Kath Sansom, who runs the mesh victims group Sling The Mesh and has led campaigning for the Sunshine Act, told Good Health: ‘The lack of progress makes us worry that ministers are just parking the reforms in the long grass. The current situation means that too often we are effectively being told a meaningless pack of lies rather than a reputable scientific study.’
Currently, there is not even a system for voluntary payment disclosure run by the medical-implant sector’s umbrella organisation, the Association of British HealthTech Industries. It told Good Health it has no plans to introduce one.
Meanwhile, with medicines, the only information on researchers’ conflicts of interests is a voluntary system for researchers working on branded medicines (drugs with patents held by pharmaceutical companies).

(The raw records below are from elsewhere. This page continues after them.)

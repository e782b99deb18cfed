//! Scheduling engine port - pure calendar arithmetic behind a seam.
//!
//! The engine has no side effects; the trait exists so handlers can be
//! exercised with a fixed-date double, the way the production engine is
//! swapped for a fast one during manual testing.

use crate::domain::foundation::{ConfigurationError, Timestamp};

/// Port for due-date computation.
pub trait SchedulingEngine: Send + Sync {
    /// Computes the next due instant: `days_out` calendar days after
    /// `now` in the engine's local calendar, at `hour_of_day:00:00`.
    ///
    /// # Errors
    ///
    /// `ConfigurationError` when the local calendar cannot represent the
    /// resulting wall-clock instant.
    fn next_due_date(
        &self,
        now: Timestamp,
        days_out: u32,
        hour_of_day: u32,
    ) -> Result<Timestamp, ConfigurationError>;

    /// Identical arithmetic applied to an existing due date; used for
    /// "remind me later" escalation.
    fn snooze_date(
        &self,
        existing_due: Timestamp,
        days_out: u32,
        hour_of_day: u32,
    ) -> Result<Timestamp, ConfigurationError>;
}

(Stock Photo) One study found antidepressants were better than talking therapy when a drug company funded the research; while another found that doctors who received a free meal from a drug company were more likely to prescribe more of the company’s drugs
This system, run by the Association of the British Pharmaceutical Industry (ABPI), is called Disclosure UK. But because it is only voluntary, researchers can opt out of having their payment details made publicly available. Nor does the system highlight if a doctor or researcher has opted out.
Past figures from the ABPI show that in 2018, for example, four out of ten professionals on the Disclosure UK database withheld information about any payment or relationship without having to give any reasons for so doing.
Kirsty Gelsthorpe, spokeswoman for ABPI, told Good Health the numbers withholding information are falling. ‘We expect that to continue,’ she says. ‘Last year, an estimated 72.6 per cent of healthcare professionals were named, leaving 27.4 per cent that weren’t.’
But that means that one in four researchers is still withholding information about their receipt of pharmaceutical-company payments or other commercial relationships that benefit them.
Why would they withhold?
As Baroness Cumberlege told Good Health: ‘The public have a right to know when the pharmaceutical and devices industries pay clinicians or fund research. They also have a right to know where doctors receive income.
‘In my review we called for a register of payments by industry to doctors, and the declaration of financial interests by doctors themselves. That was three years ago — I am keen to see progress.’
Johnson & Johnson told Good Health Dr Ulmsten’s trials were perfectly independent. ‘In the 20 years that have passed since the study was published, hundreds of studies with no connection to Dr Ulmsten or Ethicon, including over 100 randomised, controlled trials, have evaluated the clinical performance of TVT [tension-free vaginal tape], further validating its safety and effectiveness.’